On Thu, 30 Oct 2025 at 15:58, wenhui qiu <qiuwenhuifx@gmail.com> wrote:
> In fact, with the introduction of the vacuum_max_eager_freeze_failure_rate feature, if a table’s age still exceeds more than 1.x times the autovacuum_freeze_max_age, it suggests that the vacuum freeze process is not functioning properly. Once the age surpasses vacuum_failsafe_age, wraparound issues are likely to occur soon.Taking the average of vacuum_failsafe_age and autovacuum_freeze_max_age is not a complex approach. Under the default configuration, this average already exceeds four times the autovacuum_freeze_max_age. At that stage, a DBA should have already intervened to investigate and resolve why the table age is not decreasing.
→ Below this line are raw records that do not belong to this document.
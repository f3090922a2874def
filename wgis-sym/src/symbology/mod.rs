//! Style descriptions and persisted symbology records
//!
//! [`StyleDescription`] is the vendor-neutral style produced by the importer
//! (or built by hand). [`SymbologyRecord`] is the only form that is ever
//! persisted; [`normalize`] is the single way to obtain one.

mod normalizer;

pub use normalizer::{normalize, normalize_description, normalize_payload, NormalizeInput, ValidationError};

use crate::classifier::ClassificationMethod;
use crate::features::AttributeValue;
use chrono::{DateTime, Utc};
use serde::{Deserialize, Serialize};

/// Color for a category or range whose color could not be resolved
pub const FALLBACK_CLASS_COLOR: &str = "#cccccc";
/// Default fill for single-symbol styles
pub const DEFAULT_FILL_COLOR: &str = "#38bdf8";
/// Default stroke for single-symbol styles
pub const DEFAULT_STROKE_COLOR: &str = "#333333";
pub const DEFAULT_STROKE_WIDTH: f64 = 1.0;
pub const DEFAULT_BORDER_WIDTH: f64 = 1.0;
pub const DEFAULT_FILL_OPACITY: f64 = 0.6;

/// Vendor-neutral style extracted from a style document
#[derive(Debug, Clone, PartialEq, Serialize, Deserialize)]
#[serde(tag = "style_type", rename_all = "lowercase")]
pub enum StyleDescription {
    Single(SingleStyle),
    Categorized(CategorizedStyle),
    Graduated(GraduatedStyle),
}

impl StyleDescription {
    pub fn style_type(&self) -> &'static str {
        match self {
            StyleDescription::Single(_) => "single",
            StyleDescription::Categorized(_) => "categorized",
            StyleDescription::Graduated(_) => "graduated",
        }
    }

    /// Target field (categorized/graduated only)
    pub fn field(&self) -> Option<&str> {
        match self {
            StyleDescription::Single(_) => None,
            StyleDescription::Categorized(style) => style.field.as_deref(),
            StyleDescription::Graduated(style) => style.field.as_deref(),
        }
    }

    /// Fill in the target field when the document did not name one
    pub fn with_default_field(mut self, field: Option<String>) -> Self {
        match &mut self {
            StyleDescription::Single(_) => {}
            StyleDescription::Categorized(CategorizedStyle { field: slot, .. })
            | StyleDescription::Graduated(GraduatedStyle { field: slot, .. }) => {
                if slot.as_deref().map_or(true, str::is_empty) {
                    *slot = field;
                }
            }
        }
        self
    }
}

#[derive(Debug, Clone, PartialEq, Serialize, Deserialize)]
pub struct SingleStyle {
    pub fill_color: String,
    pub stroke_color: String,
    pub stroke_width: f64,
}

impl Default for SingleStyle {
    fn default() -> Self {
        Self {
            fill_color: DEFAULT_FILL_COLOR.to_string(),
            stroke_color: DEFAULT_STROKE_COLOR.to_string(),
            stroke_width: DEFAULT_STROKE_WIDTH,
        }
    }
}

#[derive(Debug, Clone, PartialEq, Serialize, Deserialize)]
pub struct CategorizedStyle {
    pub field: Option<String>,
    pub categories: Vec<CategoryStyle>,
}

/// One category of a categorized style
#[derive(Debug, Clone, PartialEq, Serialize, Deserialize)]
pub struct CategoryStyle {
    pub value: AttributeValue,
    pub label: String,
    pub color: String,
}

#[derive(Debug, Clone, PartialEq, Serialize, Deserialize)]
pub struct GraduatedStyle {
    pub field: Option<String>,
    pub ranges: Vec<RangeStyle>,
    /// Informational: how the ranges were produced
    pub method: ClassificationMethod,
}

/// One class of a graduated style
#[derive(Debug, Clone, PartialEq, Serialize, Deserialize)]
pub struct RangeStyle {
    #[serde(default)]
    pub lower: f64,
    #[serde(default)]
    pub upper: f64,
    #[serde(default)]
    pub label: String,
    #[serde(default = "fallback_class_color")]
    pub color: String,
}

fn fallback_class_color() -> String {
    FALLBACK_CLASS_COLOR.to_string()
}

/// Persisted symbology of one layer
///
/// The union on `style_type` keeps payload and type in agreement:
/// categorized and graduated records always carry renderer rules, graduated
/// records always carry a class count.
#[derive(Debug, Clone, PartialEq, Serialize, Deserialize)]
pub struct SymbologyRecord {
    #[serde(flatten)]
    pub symbology: Symbology,
    pub border_width: f64,
    pub fill_opacity: f64,
    #[serde(default, skip_serializing_if = "Option::is_none")]
    pub geometry_type: Option<String>,
    /// Set by the store on save
    #[serde(default, skip_serializing_if = "Option::is_none")]
    pub updated_at: Option<DateTime<Utc>>,
}

impl SymbologyRecord {
    pub fn style_type(&self) -> &'static str {
        match &self.symbology {
            Symbology::Single(_) => "single",
            Symbology::Categorized(_) => "categorized",
            Symbology::Graduated(_) => "graduated",
        }
    }
}

#[derive(Debug, Clone, PartialEq, Serialize, Deserialize)]
#[serde(tag = "style_type", rename_all = "lowercase")]
pub enum Symbology {
    Single(SingleSymbology),
    Categorized(CategorizedSymbology),
    Graduated(GraduatedSymbology),
}

#[derive(Debug, Clone, PartialEq, Serialize, Deserialize)]
pub struct SingleSymbology {
    pub fill: String,
    /// Stroke color
    pub color: String,
    pub stroke_width: f64,
}

#[derive(Debug, Clone, PartialEq, Serialize, Deserialize)]
pub struct CategorizedSymbology {
    pub field: String,
    pub categories: Vec<CategoryStyle>,
    /// Flattened rules for the map renderer, one per category
    pub rules: Vec<CategoryRule>,
    #[serde(default, skip_serializing_if = "Option::is_none")]
    pub palette_info: Option<PaletteInfo>,
}

/// Renderer rule precomputed from one category
#[derive(Debug, Clone, PartialEq, Serialize, Deserialize)]
pub struct CategoryRule {
    pub value: AttributeValue,
    pub color: String,
    pub fill: String,
    pub weight: f64,
    #[serde(rename = "fillOpacity")]
    pub fill_opacity: f64,
}

#[derive(Debug, Clone, PartialEq, Serialize, Deserialize)]
pub struct PaletteInfo {
    pub name: String,
    pub inverted: bool,
    pub opacity: f64,
}

#[derive(Debug, Clone, PartialEq, Serialize, Deserialize)]
pub struct GraduatedSymbology {
    pub field: String,
    pub classes: usize,
    pub method: ClassificationMethod,
    #[serde(default)]
    pub ranges: Vec<RangeStyle>,
    /// Flattened rules for the map renderer, one per range
    #[serde(default)]
    pub rules: Vec<RangeRule>,
    #[serde(default, skip_serializing_if = "Option::is_none")]
    pub breaks: Option<Vec<f64>>,
}

/// Renderer rule precomputed from one range
///
/// A value `v` falls in the rule when `min <= v < max`.
#[derive(Debug, Clone, PartialEq, Serialize, Deserialize)]
pub struct RangeRule {
    pub min: f64,
    pub max: f64,
    pub color: String,
    pub fill: String,
    pub weight: f64,
    #[serde(rename = "fillOpacity")]
    pub fill_opacity: f64,
}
I don't think anyone would like to modify PostgreSQL in any way that
increases the chances that a table gets as old as vacuum_failsafe_age.
Regardless of the order in which tables are vacuumed, if a table gets
as old as that then vacuum is configured to run too slowly, or there
are not enough workers configured to cope with the given amount of
work. I think we need to tackle prioritisation and rate limiting as
two separate items. Nathan is proposing to improve the prioritisation
in this thread and it seems to me that your concerns are with rate
limiting. I've suggested an idea that might help with reducing the
cost_delay based on the score of the table in this thread. I'd rather
not introduce that as a topic for further discussion here (I imagine
Nathan agrees). It's not as if the server is going to consume 1
billion xids in 5 mins. It's at least going to take a day to days or
longer for that to happen and if autovacuum has not managed to get on
top of the workload in that time, then it's configured to run too
slowly and the cost_limit or delay needs to be adjusted.

My concern is that there are countless problems with autovacuum and if
you try and lump them all into a single thread to fix them all at
once, we'll get nowhere. Autovacuum was added to core in 8.1, 20 years
ago and I don't believe we've done anything to change the ratelimiting
aside from reducing the default cost_delay since then. It'd be good to
fix that at some point, just not here, please.

FWIW, I agree with Nathan about keeping the score calculation
non-magical. The score should be simple and easy to document. We can
introduce complexity to it as and when it's needed and when the
supporting evidence arrives, rather than from people waving their
hands.

David